Oleh: Agus Hariono
MEPNews.id – Sistem proporsional terbuka atau suara terbanyak merupakan sistem yang digunakan dalam Pemilu Calon Legislatif mulai tingkat pusat hingga kabupaten/kota pada Pemilu 17 April 2019. Berdasar evaluasi penyelenggaraan Pemilu yang dilakukan Perkumpulan untuk Demokrasi (Perludem), biang carut marutnya penyelenggaraan Pemilu tahun 2014 adalah karena penggunaan sistem proporsional terbuka ini.

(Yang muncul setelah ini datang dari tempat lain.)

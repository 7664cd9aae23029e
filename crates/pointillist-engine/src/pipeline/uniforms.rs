use bytemuck::{Pod, Zeroable};

/// Per-draw uniform block, laid out to match `PointUniforms` in `points.wgsl`.
#[repr(C)]
#[derive(Debug, Copy, Clone, PartialEq, Pod, Zeroable)]
pub struct PointUniforms {
    pub zoom: [[f32; 4]; 3],
    pub untransform: [[f32; 4]; 3],
    pub window_scale: [f32; 2],
    pub color_domain: [f32; 2],
    pub label_domain: [f32; 2],
    pub time: f32,
    pub size: f32,
    pub max_ix: f32,
    pub k: f32,
    pub render_label_threshold: f32,
    pub string_index: u32,
}

impl PointUniforms {
    pub const SIZE: u64 = std::mem::size_of::<PointUniforms>() as u64;
}
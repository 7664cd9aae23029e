/// Texels per ramp.
pub const RAMP_WIDTH: usize = 256;

/// Continuous color scale defined by evenly spaced sRGB stops.
#[derive(Debug, Copy, Clone, PartialEq, Eq)]
pub struct ColorScale {
    stops: &'static [[u8; 3]],
}

impl ColorScale {
    /// Purple-orange diverging scale.
    pub const PU_OR: ColorScale = ColorScale {
        stops: &[
            [0x7f, 0x3b, 0x08],
            [0xb3, 0x58, 0x06],
            [0xe0, 0x82, 0x14],
            [0xfd, 0xb8, 0x63],
            [0xfe, 0xe0, 0xb6],
            [0xf7, 0xf7, 0xf7],
            [0xd8, 0xda, 0xeb],
            [0xb2, 0xab, 0xd2],
            [0x80, 0x73, 0xac],
            [0x54, 0x27, 0x88],
            [0x2d, 0x00, 0x4b],
        ],
    };

    pub const WARM: ColorScale = ColorScale {
        stops: &[
            [0x6e, 0x40, 0xaa],
            [0xbf, 0x3c, 0xaf],
            [0xfe, 0x4b, 0x83],
            [0xff, 0x78, 0x47],
            [0xe2, 0xb7, 0x2f],
            [0xaf, 0xf0, 0x5b],
        ],
    };

    pub const COOL: ColorScale = ColorScale {
        stops: &[
            [0x6e, 0x40, 0xaa],
            [0x4c, 0x6e, 0xdb],
            [0x23, 0xab, 0xd8],
            [0x1d, 0xdf, 0xa3],
            [0x52, 0xf6, 0x67],
            [0xaf, 0xf0, 0x5b],
        ],
    };

    pub const VIRIDIS: ColorScale = ColorScale {
        stops: &[
            [0x44, 0x01, 0x54],
            [0x48, 0x28, 0x78],
            [0x3e, 0x49, 0x89],
            [0x31, 0x68, 0x8e],
            [0x26, 0x82, 0x8e],
            [0x1f, 0x9e, 0x89],
            [0x35, 0xb7, 0x79],
            [0x6e, 0xce, 0x58],
            [0xb5, 0xde, 0x2b],
            [0xfd, 0xe7, 0x25],
        ],
    };

    /// Opaque color at `t` in `[0, 1]`; values outside are clamped.
    pub fn sample(self, t: f32) -> [u8; 4] {
        let last = self.stops.len() - 1;
        let pos = t.clamp(0.0, 1.0) * last as f32;
        let i = (pos.floor() as usize).min(last.saturating_sub(1));
        let f = pos - i as f32;

        let a = self.stops[i];
        let b = self.stops[(i + 1).min(last)];
        let lerp = |x: u8, y: u8| (x as f32 + (y as f32 - x as f32) * f).round() as u8;
        [lerp(a[0], b[0]), lerp(a[1], b[1]), lerp(a[2], b[2]), 255]
    }
}

/// Prebuilt colormap ramps.
#[derive(Debug, Copy, Clone, Default, PartialEq, Eq, Hash)]
pub enum RampKind {
    /// Purple-orange diverging.
    #[default]
    Diverging,
    /// Warm scale for the lower half, cool scale for the upper half.
    Rainbow,
    Viridis,
}

impl RampKind {
    pub const ALL: [RampKind; 3] = [RampKind::Diverging, RampKind::Rainbow, RampKind::Viridis];
}

/// Samples a ramp at `RAMP_WIDTH` evenly spaced points; RGBA bytes.
pub fn build_ramp(kind: RampKind) -> Vec<u8> {
    let half = RAMP_WIDTH / 2;
    let mut out = Vec::with_capacity(RAMP_WIDTH * 4);

    for i in 0..RAMP_WIDTH {
        let rgba = match kind {
            RampKind::Diverging => ColorScale::PU_OR.sample(unit(i, RAMP_WIDTH)),
            RampKind::Viridis => ColorScale::VIRIDIS.sample(unit(i, RAMP_WIDTH)),
            RampKind::Rainbow if i < half => ColorScale::WARM.sample(unit(i, half)),
            RampKind::Rainbow => ColorScale::COOL.sample(unit(i - half, half)),
        };
        out.extend_from_slice(&rgba);
    }

    out
}

#[inline]
fn unit(i: usize, n: usize) -> f32 {
    i as f32 / (n - 1) as f32
}

#[cfg(test)]
mod tests {
    use super::*;

    fn texel(ramp: &[u8], i: usize) -> [u8; 4] {
        ramp[i * 4..i * 4 + 4].try_into().unwrap()
    }

    #[test]
    fn ramps_are_256_opaque_texels() {
        for kind in RampKind::ALL {
            let ramp = build_ramp(kind);
            assert_eq!(ramp.len(), 256 * 4);
            assert!(ramp.chunks(4).all(|px| px[3] == 255));
        }
    }

    #[test]
    fn diverging_spans_end_stops() {
        let ramp = build_ramp(RampKind::Diverging);
        assert_eq!(texel(&ramp, 0), [0x7f, 0x3b, 0x08, 255]);
        assert_eq!(texel(&ramp, 255), [0x2d, 0x00, 0x4b, 255]);
    }

    #[test]
    fn rainbow_halves_renormalize() {
        let ramp = build_ramp(RampKind::Rainbow);
        // Each half starts at t = 0 and ends at t = 1 of its own scale.
        assert_eq!(texel(&ramp, 0), ColorScale::WARM.sample(0.0));
        assert_eq!(texel(&ramp, 127), ColorScale::WARM.sample(1.0));
        assert_eq!(texel(&ramp, 128), ColorScale::COOL.sample(0.0));
        assert_eq!(texel(&ramp, 255), ColorScale::COOL.sample(1.0));
    }

    #[test]
    fn sample_clamps_and_interpolates() {
        assert_eq!(ColorScale::VIRIDIS.sample(-1.0), ColorScale::VIRIDIS.sample(0.0));
        assert_eq!(ColorScale::VIRIDIS.sample(2.0), [0xfd, 0xe7, 0x25, 255]);

        let mid = ColorScale::PU_OR.sample(0.5);
        assert_eq!(mid, [0xf7, 0xf7, 0xf7, 255]);
    }
}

Berbeda dengan sistem proporsional tertutup, proporsional terbuka memungkinkan terjadinya saingan sengit antar calon. Tidak saja antarpartai, namun juga dalam satu partai. Mereka saling berkompetisi dengan kawan sendiri dalam satu partai untuk memperoleh suara maksimal dan teratas dibanding lainnya. Dalam proses kampanye saja, mereka saling berebut wilayah untuk meningkatkan dukungan suara, apalagi nanti pada saat pemungutan, penghitungan dan rekapitulasi suara.

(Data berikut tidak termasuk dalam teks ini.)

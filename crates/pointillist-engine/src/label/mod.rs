//! Label packing.
//!
//! Labels are drawn on the GPU by looking up glyphs in the atlas. Each point
//! carries a fixed window of `LABEL_WINDOW` characters packed two per float:
//! `second * 256 + first`. One draw pass renders one character slot.

mod encoder;

pub use encoder::EncodeOutcome;

pub(crate) use encoder::encode;

/// Characters rendered per label.
pub const LABEL_WINDOW: usize = 8;

/// Floats holding one packed label; two characters per float.
pub const LABEL_WORDS: usize = LABEL_WINDOW / 2;

/// Code written for character slots past the end of the string.
pub const MISSING_GLYPH: u32 = 8;

/// Code written for characters outside the single-byte range.
pub const FALLBACK_GLYPH: u32 = 127;

/// Atlas code for one character slot.
#[inline]
pub fn glyph_code(ch: Option<char>) -> u32 {
    match ch {
        None => MISSING_GLYPH,
        Some(c) => clamp_code(c as u32),
    }
}

#[inline]
fn clamp_code(code: u32) -> u32 {
    if code > 255 { FALLBACK_GLYPH } else { code }
}

/// Packs two character codes into one 16-bit value, `second * 256 + first`.
///
/// Codes above 255 are replaced with [`FALLBACK_GLYPH`].
#[inline]
pub fn pack_pair(first: u32, second: u32) -> u32 {
    clamp_code(second) * 256 + clamp_code(first)
}

/// Inverse of [`pack_pair`]: `(first, second)`.
#[inline]
pub fn unpack_pair(packed: u32) -> (u8, u8) {
    ((packed & 0xff) as u8, ((packed >> 8) & 0xff) as u8)
}

/// Packs the first `LABEL_WINDOW` characters of `text` into `LABEL_WORDS` floats.
pub fn pack_label(text: &str) -> [f32; LABEL_WORDS] {
    let mut chars = text.chars();
    let mut words = [0.0; LABEL_WORDS];
    for word in &mut words {
        let first = glyph_code(chars.next());
        let second = glyph_code(chars.next());
        *word = pack_pair(first, second) as f32;
    }
    words
}

/// How label text is turned into glyph codes.
#[derive(Debug, Copy, Clone, PartialEq, Eq, Hash)]
pub enum LabelEncoding {
    /// One byte per character; wider code points become [`FALLBACK_GLYPH`].
    Ascii,
}

/// The label configuration a tile's packed buffer was built for.
#[derive(Debug, Clone, PartialEq, Eq, Hash)]
pub struct LabelKey {
    pub field: String,
    pub encoding: LabelEncoding,
}

impl LabelKey {
    pub fn new(field: impl Into<String>, encoding: LabelEncoding) -> Self {
        Self {
            field: field.into(),
            encoding,
        }
    }
}

/// Per-tile label bookkeeping.
#[derive(Debug, Clone, Default, PartialEq)]
pub struct LabelState {
    pub last_encoded: Option<LabelKey>,
}

impl LabelState {
    #[inline]
    pub fn is_current(&self, key: &LabelKey) -> bool {
        self.last_encoded.as_ref() == Some(key)
    }
}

Fenomena persaingan calon dalam satu partai tidak terjadi pada sistem proporsional tertutup, di mana partai memiliki kuasa penuh terhadap penentuan nomor urut calon. Nomor urut calon yang paling atas memiliki kemungkinan besar untuk mendapat jatah pertama jika partai dapat memperoleh kursi dalam Pemilu sehingga antar calon dalam satu partai tidak perlu berebut, bersaing, dan bahkan saling mencurangi. Dalam proporsional terbuka, keterpilihan calon tidak lagi ditentukan oleh nomor urut melainkan suara calon yang paling banyak dibanding calon yang lain dalam satu partai.

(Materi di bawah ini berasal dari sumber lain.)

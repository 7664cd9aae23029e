use core::ops::{Add, Mul, Sub};

/// 2D vector in data or screen units, depending on context.
#[derive(Debug, Copy, Clone, Default, PartialEq)]
pub struct Vec2 {
    pub x: f32,
    pub y: f32,
}

impl Vec2 {
    #[inline]
    pub const fn new(x: f32, y: f32) -> Self {
        Self { x, y }
    }

    #[inline]
    pub const fn zero() -> Self {
        Self { x: 0.0, y: 0.0 }
    }

    #[inline]
    pub fn is_finite(self) -> bool {
        self.x.is_finite() && self.y.is_finite()
    }

    #[inline]
    pub fn min(self, other: Vec2) -> Vec2 {
        Vec2::new(self.x.min(other.x), self.y.min(other.y))
    }

    #[inline]
    pub fn max(self, other: Vec2) -> Vec2 {
        Vec2::new(self.x.max(other.x), self.y.max(other.y))
    }
}

impl Add for Vec2 {
    type Output = Vec2;
    #[inline]
    fn add(self, rhs: Vec2) -> Vec2 {
        Vec2::new(self.x + rhs.x, self.y + rhs.y)
    }
}

impl Sub for Vec2 {
    type Output = Vec2;
    #[inline]
    fn sub(self, rhs: Vec2) -> Vec2 {
        Vec2::new(self.x - rhs.x, self.y - rhs.y)
    }
}

impl Mul<f32> for Vec2 {
    type Output = Vec2;
    #[inline]
    fn mul(self, rhs: f32) -> Vec2 {
        Vec2::new(self.x * rhs, self.y * rhs)
    }
}
use std::sync::Arc;
use std::time::{Duration, Instant};

use anyhow::{Context, Result};
use winit::application::ApplicationHandler;
use winit::dpi::LogicalSize;
use winit::event::{ElementState, KeyEvent, MouseButton, MouseScrollDelta, WindowEvent};
use winit::event_loop::{ActiveEventLoop, ControlFlow};
use winit::keyboard::{KeyCode, PhysicalKey};
use winit::window::{Window, WindowId};

use pointillist_engine::device::{Gpu, GpuInit, SurfaceErrorAction};
use pointillist_engine::render::{RenderCtx, RenderTarget};
use pointillist_engine::texture::{FontSystem, RampKind};
use pointillist_engine::{FrameStats, PointCloudRenderer, RenderConfig};

use crate::camera::PanZoomCamera;
use crate::store::SyntheticStore;

const STATS_INTERVAL: Duration = Duration::from_secs(2);

/// Window-bound state, created on `resumed`.
struct Surface {
    window: Arc<Window>,
    gpu: Gpu,
    renderer: PointCloudRenderer,
    camera: PanZoomCamera,
    last_report: Instant,
}

impl Surface {
    fn create(event_loop: &ActiveEventLoop, config: RenderConfig, fonts: &FontSystem) -> Result<Self> {
        let attrs = Window::default_attributes()
            .with_title("pointillist")
            .with_inner_size(LogicalSize::new(1280.0, 800.0));

        let window = Arc::new(
            event_loop
                .create_window(attrs)
                .context("failed to create window")?,
        );

        let gpu = pollster::block_on(Gpu::new(window.clone(), GpuInit::default()))
            .context("GPU initialization failed")?;

        let renderer = PointCloudRenderer::new(&RenderCtx::from_gpu(&gpu), config, fonts.primary());

        let size = gpu.size();
        Ok(Self {
            window,
            gpu,
            renderer,
            camera: PanZoomCamera::new(size.width, size.height),
            last_report: Instant::now(),
        })
    }

    /// Renders one frame. Returns false when the surface is unusable.
    fn redraw(&mut self, store: &SyntheticStore) -> bool {
        let mut frame = match self.gpu.begin_frame() {
            Ok(frame) => frame,
            Err(err) => {
                return self.gpu.handle_surface_error(err) != SurfaceErrorAction::Fatal;
            }
        };

        let stats = {
            let ctx = RenderCtx::from_gpu(&self.gpu);
            let mut target = RenderTarget::new(&mut frame.encoder, &frame.view);
            self.renderer.render_frame(&ctx, &mut target, store, &self.camera)
        };
        self.gpu.submit(frame);

        if self.last_report.elapsed() >= STATS_INTERVAL {
            self.last_report = Instant::now();
            report(&stats, self.renderer.orchestrator().cache().resident());
        }
        true
    }

    fn on_key(&mut self, event: &KeyEvent) -> bool {
        if event.state != ElementState::Pressed || event.repeat {
            return true;
        }

        let PhysicalKey::Code(code) = event.physical_key else {
            return true;
        };

        match code {
            KeyCode::Escape => return false,
            KeyCode::KeyR => self.camera.reset(),
            KeyCode::KeyL => {
                let mut config = self.renderer.config().clone();
                config.labels_enabled = !config.labels_enabled;
                log::info!("labels {}", if config.labels_enabled { "on" } else { "off" });
                self.renderer.set_config(config);
            }
            KeyCode::KeyC => {
                let mut config = self.renderer.config().clone();
                config.colormap = next_ramp(config.colormap);
                log::info!("colormap {:?}", config.colormap);
                self.renderer.set_config(config);
            }
            _ => {}
        }
        true
    }
}

fn next_ramp(current: RampKind) -> RampKind {
    let at = RampKind::ALL.iter().position(|k| *k == current).unwrap_or(0);
    RampKind::ALL[(at + 1) % RampKind::ALL.len()]
}

fn report(stats: &FrameStats, resident: usize) {
    log::info!(
        "frame {}: budget {:.0}, {} candidate tiles, {} drawn, {} draw calls, {} points, {} resident",
        stats.frame,
        stats.budget,
        stats.candidates,
        stats.drawn_tiles,
        stats.draw_calls,
        stats.points,
        resident
    );
}

/// winit application driving one viewer window.
pub struct Viewer {
    config: RenderConfig,
    store: SyntheticStore,
    fonts: FontSystem,
    surface: Option<Surface>,
    exit_requested: bool,
}

impl Viewer {
    pub fn new(config: RenderConfig, store: SyntheticStore, fonts: FontSystem) -> Self {
        Self {
            config,
            store,
            fonts,
            surface: None,
            exit_requested: false,
        }
    }

    fn request_exit(&mut self, event_loop: &ActiveEventLoop) {
        if let Some(surface) = self.surface.take() {
            surface.renderer.destroy();
        }
        self.exit_requested = true;
        event_loop.exit();
    }
}

impl ApplicationHandler for Viewer {
    fn resumed(&mut self, event_loop: &ActiveEventLoop) {
        if self.surface.is_some() {
            return;
        }

        match Surface::create(event_loop, self.config.clone(), &self.fonts) {
            Ok(surface) => {
                surface.window.request_redraw();
                self.surface = Some(surface);
            }
            Err(e) => {
                log::error!("failed to create viewer window: {e:#}");
                self.request_exit(event_loop);
            }
        }
    }

    fn about_to_wait(&mut self, event_loop: &ActiveEventLoop) {
        if self.exit_requested {
            event_loop.exit();
            return;
        }

        // Tiles arrive asynchronously; keep redrawing so completions get polled.
        event_loop.set_control_flow(ControlFlow::Wait);
        if let Some(surface) = &self.surface {
            surface.window.request_redraw();
        }
    }

    fn window_event(&mut self, event_loop: &ActiveEventLoop, _window_id: WindowId, event: WindowEvent) {
        let Some(surface) = self.surface.as_mut() else {
            return;
        };

        let keep_running = match event {
            WindowEvent::CloseRequested => false,

            WindowEvent::Resized(size) => {
                surface.gpu.resize(size);
                surface.camera.resize(size.width, size.height);
                surface.window.request_redraw();
                true
            }

            WindowEvent::CursorMoved { position, .. } => {
                surface.camera.cursor_moved(position.x as f32, position.y as f32);
                true
            }

            WindowEvent::MouseInput {
                state,
                button: MouseButton::Left,
                ..
            } => {
                surface.camera.set_dragging(state == ElementState::Pressed);
                true
            }

            WindowEvent::MouseWheel { delta, .. } => {
                let factor = match delta {
                    MouseScrollDelta::LineDelta(_, y) => 1.2f32.powf(y),
                    MouseScrollDelta::PixelDelta(p) => 1.002f32.powf(p.y as f32),
                };
                surface.camera.zoom_at_cursor(factor);
                true
            }

            WindowEvent::KeyboardInput { event, .. } => surface.on_key(&event),

            WindowEvent::RedrawRequested => surface.redraw(&self.store),

            _ => true,
        };

        if !keep_running {
            self.request_exit(event_loop);
        }
    }
}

Persaingan antarcalon sesungguhnya baik jika dilakukan dengan cara yang baik. Persaingan yang baik artinya masing-masing calon berusaha memperoleh suara tertinggi yang berdampak pada peningkatan suara partai tanpa saling mencurangi. Sekali lagi, kondisi ini tidak dijumpai dalam proporsional tertutup, di mana partai akan lebih mengandalkan mesin partai dan para calon yang berada di urutan teratas. Sebab, calon lain yang berada di urutan bawah tentu akan merasa pesimis sejak awal, karena mereka akan sulit mendapat kursi jika suara mereka tidak bisa memenuhi harga kursi (bilangan pembagi pemilih) dan justru suaranya akan diberikan kepada calon nomor urut teratas.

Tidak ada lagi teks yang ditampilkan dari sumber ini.